- **Work instruction**: Give the number of lines below that contain the word "enum", and nothing else.

Source records
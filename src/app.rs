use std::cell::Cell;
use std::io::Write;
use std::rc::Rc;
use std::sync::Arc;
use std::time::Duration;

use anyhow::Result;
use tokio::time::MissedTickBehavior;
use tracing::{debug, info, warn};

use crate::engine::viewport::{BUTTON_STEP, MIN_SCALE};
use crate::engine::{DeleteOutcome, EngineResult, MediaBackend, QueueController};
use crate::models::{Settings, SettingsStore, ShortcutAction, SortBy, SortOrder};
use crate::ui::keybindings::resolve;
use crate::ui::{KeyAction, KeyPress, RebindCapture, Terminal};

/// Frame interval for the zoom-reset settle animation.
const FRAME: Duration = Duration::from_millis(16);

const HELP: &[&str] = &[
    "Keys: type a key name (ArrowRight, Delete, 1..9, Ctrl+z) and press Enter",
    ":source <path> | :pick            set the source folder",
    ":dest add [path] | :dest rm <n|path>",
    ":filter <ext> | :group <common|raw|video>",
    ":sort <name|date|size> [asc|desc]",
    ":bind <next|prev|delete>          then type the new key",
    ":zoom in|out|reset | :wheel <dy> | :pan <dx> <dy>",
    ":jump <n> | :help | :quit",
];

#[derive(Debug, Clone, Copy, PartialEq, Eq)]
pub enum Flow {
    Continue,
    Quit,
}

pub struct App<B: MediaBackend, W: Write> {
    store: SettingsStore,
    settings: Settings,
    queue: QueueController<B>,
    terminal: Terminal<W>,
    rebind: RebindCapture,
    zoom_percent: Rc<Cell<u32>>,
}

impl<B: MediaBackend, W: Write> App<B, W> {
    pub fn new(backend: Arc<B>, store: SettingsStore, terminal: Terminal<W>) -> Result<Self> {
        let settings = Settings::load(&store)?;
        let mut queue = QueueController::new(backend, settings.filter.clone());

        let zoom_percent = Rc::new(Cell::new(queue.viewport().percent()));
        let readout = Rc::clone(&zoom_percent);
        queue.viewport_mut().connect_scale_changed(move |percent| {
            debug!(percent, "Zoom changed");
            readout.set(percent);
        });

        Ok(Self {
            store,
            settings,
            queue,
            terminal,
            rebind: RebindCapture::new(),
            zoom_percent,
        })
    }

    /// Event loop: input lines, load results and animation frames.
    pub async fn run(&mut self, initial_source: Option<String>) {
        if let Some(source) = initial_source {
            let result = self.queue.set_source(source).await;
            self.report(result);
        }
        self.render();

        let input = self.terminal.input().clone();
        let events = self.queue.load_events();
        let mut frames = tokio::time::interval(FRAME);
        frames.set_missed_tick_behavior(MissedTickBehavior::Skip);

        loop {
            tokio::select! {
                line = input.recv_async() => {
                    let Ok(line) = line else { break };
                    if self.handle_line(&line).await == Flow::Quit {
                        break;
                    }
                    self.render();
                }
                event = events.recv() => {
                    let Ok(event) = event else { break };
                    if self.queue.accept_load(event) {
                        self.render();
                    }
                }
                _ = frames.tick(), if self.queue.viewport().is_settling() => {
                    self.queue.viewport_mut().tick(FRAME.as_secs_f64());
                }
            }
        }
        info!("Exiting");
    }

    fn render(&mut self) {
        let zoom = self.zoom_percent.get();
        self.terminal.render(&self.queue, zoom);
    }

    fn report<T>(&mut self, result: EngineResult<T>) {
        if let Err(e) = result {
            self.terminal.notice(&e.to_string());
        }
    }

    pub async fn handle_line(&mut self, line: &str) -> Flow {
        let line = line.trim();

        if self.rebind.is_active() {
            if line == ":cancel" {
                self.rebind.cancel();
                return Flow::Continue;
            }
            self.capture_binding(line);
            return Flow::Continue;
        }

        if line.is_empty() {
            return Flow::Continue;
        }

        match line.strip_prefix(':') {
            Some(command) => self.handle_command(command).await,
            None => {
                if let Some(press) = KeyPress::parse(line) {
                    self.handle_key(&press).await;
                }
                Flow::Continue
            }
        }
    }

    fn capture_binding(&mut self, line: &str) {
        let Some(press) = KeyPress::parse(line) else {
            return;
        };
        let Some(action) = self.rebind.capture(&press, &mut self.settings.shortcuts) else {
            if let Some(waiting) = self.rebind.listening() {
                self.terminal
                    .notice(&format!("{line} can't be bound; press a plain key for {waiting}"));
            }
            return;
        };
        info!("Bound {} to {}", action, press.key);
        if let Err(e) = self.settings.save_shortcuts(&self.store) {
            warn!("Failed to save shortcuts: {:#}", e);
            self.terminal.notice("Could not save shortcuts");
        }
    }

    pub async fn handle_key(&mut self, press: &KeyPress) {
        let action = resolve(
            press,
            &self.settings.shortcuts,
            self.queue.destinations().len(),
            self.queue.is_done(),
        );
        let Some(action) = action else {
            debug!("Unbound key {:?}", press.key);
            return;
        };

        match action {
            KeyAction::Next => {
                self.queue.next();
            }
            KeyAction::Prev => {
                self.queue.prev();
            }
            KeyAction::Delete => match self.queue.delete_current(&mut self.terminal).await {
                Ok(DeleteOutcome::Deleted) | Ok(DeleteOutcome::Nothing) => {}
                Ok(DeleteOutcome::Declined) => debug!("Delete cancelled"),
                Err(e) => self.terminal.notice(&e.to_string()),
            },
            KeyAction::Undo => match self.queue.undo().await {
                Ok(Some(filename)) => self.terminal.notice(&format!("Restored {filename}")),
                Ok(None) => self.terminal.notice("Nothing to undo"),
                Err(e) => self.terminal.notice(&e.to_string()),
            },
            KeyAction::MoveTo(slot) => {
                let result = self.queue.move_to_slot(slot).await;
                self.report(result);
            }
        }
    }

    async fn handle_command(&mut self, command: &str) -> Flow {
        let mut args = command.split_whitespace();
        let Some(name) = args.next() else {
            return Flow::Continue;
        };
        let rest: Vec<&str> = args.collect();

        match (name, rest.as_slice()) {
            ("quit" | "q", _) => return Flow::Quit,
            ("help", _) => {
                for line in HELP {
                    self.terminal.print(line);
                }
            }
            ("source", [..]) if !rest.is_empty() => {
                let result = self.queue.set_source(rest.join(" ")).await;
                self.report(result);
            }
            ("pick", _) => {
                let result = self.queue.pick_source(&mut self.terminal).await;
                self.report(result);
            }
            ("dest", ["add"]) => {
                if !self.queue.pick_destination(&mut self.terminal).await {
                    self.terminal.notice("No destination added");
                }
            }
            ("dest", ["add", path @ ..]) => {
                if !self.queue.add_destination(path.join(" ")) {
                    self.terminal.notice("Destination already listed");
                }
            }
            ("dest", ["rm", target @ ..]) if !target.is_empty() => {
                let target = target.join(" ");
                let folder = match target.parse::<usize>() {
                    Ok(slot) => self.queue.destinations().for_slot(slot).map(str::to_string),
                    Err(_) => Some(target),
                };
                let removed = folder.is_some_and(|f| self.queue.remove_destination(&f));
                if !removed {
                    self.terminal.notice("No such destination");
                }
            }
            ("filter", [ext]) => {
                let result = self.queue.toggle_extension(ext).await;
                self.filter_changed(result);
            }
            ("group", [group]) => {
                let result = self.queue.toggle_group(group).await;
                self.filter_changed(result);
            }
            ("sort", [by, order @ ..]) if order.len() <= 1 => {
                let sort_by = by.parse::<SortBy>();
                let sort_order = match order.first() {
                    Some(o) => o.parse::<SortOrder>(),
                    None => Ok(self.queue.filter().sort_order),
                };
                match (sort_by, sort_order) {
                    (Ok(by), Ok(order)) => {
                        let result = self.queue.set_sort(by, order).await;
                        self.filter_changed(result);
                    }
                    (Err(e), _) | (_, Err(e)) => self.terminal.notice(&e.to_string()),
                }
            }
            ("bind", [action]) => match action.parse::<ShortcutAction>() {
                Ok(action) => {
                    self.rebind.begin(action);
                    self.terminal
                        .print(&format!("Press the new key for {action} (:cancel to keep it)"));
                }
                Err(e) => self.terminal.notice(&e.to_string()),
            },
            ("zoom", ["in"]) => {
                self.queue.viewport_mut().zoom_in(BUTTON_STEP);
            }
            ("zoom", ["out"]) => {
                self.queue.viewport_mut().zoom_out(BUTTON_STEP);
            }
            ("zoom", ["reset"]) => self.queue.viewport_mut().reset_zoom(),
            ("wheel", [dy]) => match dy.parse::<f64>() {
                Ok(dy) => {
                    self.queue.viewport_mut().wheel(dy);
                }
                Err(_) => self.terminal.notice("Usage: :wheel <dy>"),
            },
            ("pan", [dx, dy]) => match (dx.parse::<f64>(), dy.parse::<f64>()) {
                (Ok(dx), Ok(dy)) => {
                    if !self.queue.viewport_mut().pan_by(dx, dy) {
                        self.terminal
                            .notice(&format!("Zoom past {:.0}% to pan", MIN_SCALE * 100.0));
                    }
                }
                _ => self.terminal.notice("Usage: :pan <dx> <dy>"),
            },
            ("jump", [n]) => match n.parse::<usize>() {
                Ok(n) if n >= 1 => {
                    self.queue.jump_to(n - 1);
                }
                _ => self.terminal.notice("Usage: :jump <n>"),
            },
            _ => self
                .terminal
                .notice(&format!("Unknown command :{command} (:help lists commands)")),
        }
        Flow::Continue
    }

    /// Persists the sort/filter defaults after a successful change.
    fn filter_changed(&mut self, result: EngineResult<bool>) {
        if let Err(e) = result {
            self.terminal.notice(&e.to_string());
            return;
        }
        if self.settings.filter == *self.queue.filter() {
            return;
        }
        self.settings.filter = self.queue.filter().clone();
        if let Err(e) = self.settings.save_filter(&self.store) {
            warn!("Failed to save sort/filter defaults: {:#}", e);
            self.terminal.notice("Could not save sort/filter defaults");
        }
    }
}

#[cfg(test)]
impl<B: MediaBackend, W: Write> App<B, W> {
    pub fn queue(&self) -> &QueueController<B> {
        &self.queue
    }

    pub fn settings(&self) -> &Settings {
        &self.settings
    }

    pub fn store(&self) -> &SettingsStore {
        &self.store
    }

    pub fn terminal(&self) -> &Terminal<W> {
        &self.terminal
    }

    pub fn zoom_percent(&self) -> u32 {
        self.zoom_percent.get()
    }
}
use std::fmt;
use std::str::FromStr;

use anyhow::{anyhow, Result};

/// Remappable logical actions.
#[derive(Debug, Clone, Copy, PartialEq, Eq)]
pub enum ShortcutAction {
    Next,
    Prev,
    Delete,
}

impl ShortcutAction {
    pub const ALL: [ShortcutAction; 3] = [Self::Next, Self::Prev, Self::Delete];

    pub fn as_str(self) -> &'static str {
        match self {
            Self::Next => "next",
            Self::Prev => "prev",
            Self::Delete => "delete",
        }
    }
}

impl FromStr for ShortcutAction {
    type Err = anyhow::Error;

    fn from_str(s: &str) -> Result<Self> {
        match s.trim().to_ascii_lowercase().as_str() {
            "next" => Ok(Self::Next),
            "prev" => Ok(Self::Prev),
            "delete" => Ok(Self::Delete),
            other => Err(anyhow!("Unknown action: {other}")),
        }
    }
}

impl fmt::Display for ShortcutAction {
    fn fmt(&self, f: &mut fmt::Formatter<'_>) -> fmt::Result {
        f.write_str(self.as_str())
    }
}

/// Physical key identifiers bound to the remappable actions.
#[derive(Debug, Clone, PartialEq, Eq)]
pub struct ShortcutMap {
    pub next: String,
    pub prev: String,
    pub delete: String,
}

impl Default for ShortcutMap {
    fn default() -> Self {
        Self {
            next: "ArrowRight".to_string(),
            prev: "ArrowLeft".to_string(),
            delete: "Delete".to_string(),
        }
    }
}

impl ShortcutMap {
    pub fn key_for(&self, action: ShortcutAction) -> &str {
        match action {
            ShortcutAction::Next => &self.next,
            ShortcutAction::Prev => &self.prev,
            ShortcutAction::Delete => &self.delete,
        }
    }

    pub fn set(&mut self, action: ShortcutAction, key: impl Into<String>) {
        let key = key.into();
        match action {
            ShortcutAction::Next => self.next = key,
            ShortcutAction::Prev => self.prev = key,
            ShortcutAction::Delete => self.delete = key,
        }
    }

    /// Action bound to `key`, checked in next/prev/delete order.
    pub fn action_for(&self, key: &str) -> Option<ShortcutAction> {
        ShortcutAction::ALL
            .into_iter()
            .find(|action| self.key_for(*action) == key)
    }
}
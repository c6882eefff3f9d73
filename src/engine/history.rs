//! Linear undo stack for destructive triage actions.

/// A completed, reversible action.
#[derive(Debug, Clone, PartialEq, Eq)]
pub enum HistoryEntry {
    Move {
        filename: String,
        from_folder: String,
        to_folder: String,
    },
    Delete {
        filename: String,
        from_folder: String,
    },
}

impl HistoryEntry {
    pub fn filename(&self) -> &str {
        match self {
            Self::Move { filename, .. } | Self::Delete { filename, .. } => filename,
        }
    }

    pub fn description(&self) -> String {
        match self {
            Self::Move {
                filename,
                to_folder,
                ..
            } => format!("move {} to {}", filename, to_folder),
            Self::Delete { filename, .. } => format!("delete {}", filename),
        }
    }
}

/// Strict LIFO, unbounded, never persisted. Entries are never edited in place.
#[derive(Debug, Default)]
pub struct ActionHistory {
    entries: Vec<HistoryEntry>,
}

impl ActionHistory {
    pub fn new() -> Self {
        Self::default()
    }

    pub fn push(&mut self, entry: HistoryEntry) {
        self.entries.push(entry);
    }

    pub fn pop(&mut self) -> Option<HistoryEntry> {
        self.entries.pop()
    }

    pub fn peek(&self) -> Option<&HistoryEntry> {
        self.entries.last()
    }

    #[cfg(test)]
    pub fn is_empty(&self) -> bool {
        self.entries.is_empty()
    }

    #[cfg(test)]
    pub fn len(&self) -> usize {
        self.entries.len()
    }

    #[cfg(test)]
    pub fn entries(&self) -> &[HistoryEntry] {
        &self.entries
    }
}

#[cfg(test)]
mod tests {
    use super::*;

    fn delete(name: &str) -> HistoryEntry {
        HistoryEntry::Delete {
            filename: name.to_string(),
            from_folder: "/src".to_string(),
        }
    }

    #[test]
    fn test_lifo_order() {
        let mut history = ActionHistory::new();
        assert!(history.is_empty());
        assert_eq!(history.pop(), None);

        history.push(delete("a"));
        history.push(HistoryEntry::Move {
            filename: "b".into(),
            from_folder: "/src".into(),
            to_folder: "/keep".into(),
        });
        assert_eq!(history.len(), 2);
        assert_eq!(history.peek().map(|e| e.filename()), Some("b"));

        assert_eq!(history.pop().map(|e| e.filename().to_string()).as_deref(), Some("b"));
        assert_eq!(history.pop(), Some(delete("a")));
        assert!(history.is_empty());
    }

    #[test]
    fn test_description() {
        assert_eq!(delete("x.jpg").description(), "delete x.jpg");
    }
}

- **Solution for this exercise**: 3